We've seen a few robot restaurants open in the past few years. I wonder how they're getting on. I remember at least one was a failure because it needed humans to supervise everything.

[-] CanadaPlus@lemmy.sdf.org 2 points 3 days ago* (last edited 15 hours ago)

Food is just unpredictable. What shape is lettuce?

Word on the street is that robots that can chop and sautee carefully provided ingredients themselves are probably coming, but that's more evolution than revolution. The big space to watch is AIs taking your order in a more human way.

[-] Fredselfish@lemmy.world 1 points 1 week ago

Shit I want one but it needs to be programed to cook and clean.

[-] Bonehead@kbin.social 4 points 1 week ago* (last edited 1 week ago)
[-] Fredselfish@lemmy.world 1 points 1 week ago

No way! That name of my robot. I called it first.

[-] Bonehead@kbin.social 2 points 1 week ago

Fine, then I'll just call mine Rosie.

[-] Sabata11792@kbin.social 3 points 1 week ago

I need to wait for the after market attachments, and preferably less pinch points.

[-] Fredselfish@lemmy.world 1 points 1 week ago

Lol yeah, but what are going do with yours?

[-] Sabata11792@kbin.social 3 points 1 week ago* (last edited 1 week ago)

Fuck it, then perhaps have it mow the grass. Its probably going to need a job too, 16k is a lot.

[-] Fredselfish@lemmy.world 1 points 1 week ago

Cheaper then having kids with mowing the grass in mind.

[-] Kolanaki@yiffit.net 3 points 1 week ago* (last edited 1 week ago)

$16k G1 humanoid rises up to smash nuts

Who wants to pay $16,000 to have their nuts smashed? I'll take $10,000 to smash 'em if you're that desperate. Save yourself $6k.

[-] sabreW4K3@lazysoci.al -4 points 1 week ago

Curious as to why the person that downvoted this, did so?

[-] drdiddlybadger@pawb.social 7 points 1 week ago

Unrecognized website likely.

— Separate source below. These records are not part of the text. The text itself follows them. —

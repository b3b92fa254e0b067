//! Shared helpers for integration tests

use hikitsugi::notice::{NoticeHandler, WorkflowNotice};
use hikitsugi::workflow::{UserAction, WorkflowInput};
use std::collections::VecDeque;
use std::io::Write;
use std::path::PathBuf;
use std::sync::Mutex;
use tokio::sync::mpsc;

/// Answers every question from a fixed list and records all notices
pub struct AutoAnswer {
    answers: Mutex<VecDeque<String>>,
    sender: mpsc::UnboundedSender<WorkflowInput>,
    notices: Mutex<Vec<WorkflowNotice>>,
}

#[allow(dead_code)]
impl AutoAnswer {
    pub fn new(sender: mpsc::UnboundedSender<WorkflowInput>, answers: &[&str]) -> Self {
        Self {
            answers: Mutex::new(answers.iter().map(|a| a.to_string()).collect()),
            sender,
            notices: Mutex::new(Vec::new()),
        }
    }

    pub fn notices(&self) -> Vec<WorkflowNotice> {
        self.notices.lock().unwrap().clone()
    }

    pub fn count(&self, predicate: impl Fn(&WorkflowNotice) -> bool) -> usize {
        self.notices().iter().filter(|n| predicate(n)).count()
    }
}

impl NoticeHandler for AutoAnswer {
    fn on_notice(&self, notice: &WorkflowNotice) {
        self.notices.lock().unwrap().push(notice.clone());
        if let WorkflowNotice::QuestionAsked { .. } = notice {
            let next = self.answers.lock().unwrap().pop_front();
            let action = match next {
                Some(answer) => UserAction::Answer(answer),
                None => UserAction::EndOfInput,
            };
            let _ = self.sender.send(action.into());
        }
    }
}

/// A small file standing in for a screen recording
pub fn recording() -> tempfile::NamedTempFile {
    let mut file = tempfile::Builder::new()
        .prefix("recording")
        .suffix(".mp4")
        .tempfile()
        .unwrap();
    file.write_all(b"\x00\x00\x00\x18ftypmp42 fake recording")
        .unwrap();
    file
}

#[allow(dead_code)]
pub fn hikitsugi_bin() -> PathBuf {
    let mut path = std::env::current_exe().unwrap();
    path.pop();
    if path.ends_with("deps") {
        path.pop();
    }
    path.join("hikitsugi")
}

People will downvote anything that comes from an unvetted or dubious looking source.

[-] sabreW4K3@lazysoci.al 0 points 1 week ago

People fear what they don't know?

[-] Lugh -3 points 1 week ago

My theory would be that some western people are very disquieted to see China take the lead in various technological fields. When I post in r/futurology on Reddit I constantly observe this in China related comments and discussion.

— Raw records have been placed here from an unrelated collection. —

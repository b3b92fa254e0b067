//! Server-push event channel
//!
//! The server announces progress of a session over a `text/event-stream`
//! connection. This module decodes that stream ([`sse`]), abstracts the
//! connection ([`transport`]) and keeps it alive across transport faults
//! ([`stream`], [`retry`]).

pub mod mock;
pub mod retry;
pub mod sse;
pub mod stream;
pub mod transport;

pub use mock::{MockConnection, MockTransport};
pub use retry::{RetryDecision, RetryPolicy};
pub use stream::{EventStreamClient, RetryState, StreamError, StreamStatus};
pub use transport::{EventConnection, EventTransport, HttpEventTransport, TransportError};

/// Application event received from the push channel
#[derive(Debug, Clone, PartialEq, Eq)]
pub enum Event {
    /// The server moved the session to another phase
    Phase { phase: String },
    /// Processing progress, percent in 0..=100
    Progress { step: String, percent: u8 },
    /// Free-form scoping text about the uploaded recording
    Scoping { result: String },
    /// The server will send nothing more for this session
    Done,
}

impl Event {
    pub fn name(&self) -> &'static str {
        match self {
            Event::Phase { .. } => "phase",
            Event::Progress { .. } => "progress",
            Event::Scoping { .. } => "scoping",
            Event::Done => "done",
        }
    }
}

/// What the stream client writes into its sink
#[derive(Debug, Clone, PartialEq, Eq)]
pub enum StreamMessage {
    Event(Event),
    /// Reconnection gave up after `attempts` consecutive failed connections
    ConnectionFailed { attempts: u32 },
}

impl From<Event> for StreamMessage {
    fn from(event: Event) -> Self {
        StreamMessage::Event(event)
    }
}
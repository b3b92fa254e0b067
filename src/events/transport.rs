use super::sse::decode_stream;
use super::Event;
use crate::session::SessionId;
use async_trait::async_trait;
use futures_util::Stream;
use reqwest::header::{ACCEPT, CACHE_CONTROL};
use std::pin::Pin;
use std::time::Duration;
use thiserror::Error;
use tracing::debug;

/// Live push connection yielding decoded application events
pub type EventConnection = Pin<Box<dyn Stream<Item = Result<Event, TransportError>> + Send>>;

#[derive(Debug, Clone, PartialEq, Eq, Error)]
pub enum TransportError {
    #[error("Failed to connect to event stream: {0}")]
    Connect(String),

    #[error("Event stream returned HTTP {status}")]
    Status { status: u16 },

    #[error("Event stream read failed: {0}")]
    Read(String),

    #[error("Server reported a stream error: {0}")]
    Server(String),

    #[error("Event stream ended before completion")]
    Ended,
}

/// Opens push connections for a session
#[async_trait]
pub trait EventTransport: Send + Sync {
    async fn connect(&self, session_id: &SessionId) -> Result<EventConnection, TransportError>;
}

/// `GET {server}/api/events/{session_id}` over reqwest
#[derive(Debug, Clone)]
pub struct HttpEventTransport {
    client: reqwest::Client,
    base_url: String,
}

impl HttpEventTransport {
    /// The connection is long-lived, so only connecting is bounded by a timeout.
    pub fn new(base_url: impl Into<String>, connect_timeout: Duration) -> Result<Self, TransportError> {
        let client = reqwest::Client::builder()
            .connect_timeout(connect_timeout)
            .build()
            .map_err(|e| TransportError::Connect(e.to_string()))?;
        Ok(Self::with_client(client, base_url))
    }

    pub fn with_client(client: reqwest::Client, base_url: impl Into<String>) -> Self {
        Self {
            client,
            base_url: base_url.into().trim_end_matches('/').to_string(),
        }
    }

    pub fn events_url(&self, session_id: &SessionId) -> String {
        format!("{}/api/events/{}", self.base_url, session_id)
    }
}

#[async_trait]
impl EventTransport for HttpEventTransport {
    async fn connect(&self, session_id: &SessionId) -> Result<EventConnection, TransportError> {
        let url = self.events_url(session_id);
        debug!(url = %url, "Opening event stream");

        let response = self
            .client
            .get(&url)
            .header(ACCEPT, "text/event-stream")
            .header(CACHE_CONTROL, "no-cache")
            .send()
            .await
            .map_err(|e| TransportError::Connect(e.to_string()))?;

        let status = response.status();
        if !status.is_success() {
            return Err(TransportError::Status {
                status: status.as_u16(),
            });
        }

        Ok(Box::pin(decode_stream(response.bytes_stream())))
    }
}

[-] Fiivemacs@lemmy.ca 8 points 1 week ago

*hack the world

Ctrl-c

Ctrl-v

We're leading the world now!

[-] sabreW4K3@lazysoci.al 1 points 1 week ago

It's disappointing that politics and xenophobia are even a factor in such discussions. As a society, we were always going to make humanoid robots, the question was if we would be ready for them by the time they arrive? Unfortunately, I don't think we are ready and we'll likely use them for profit. But that doesn't take away from the benefits that they can provide. If we can have these assist the sick and elderly, that would be wonderful for society. I just don't see the downside of this article being posted, at the very least it opens up the floor to discussion.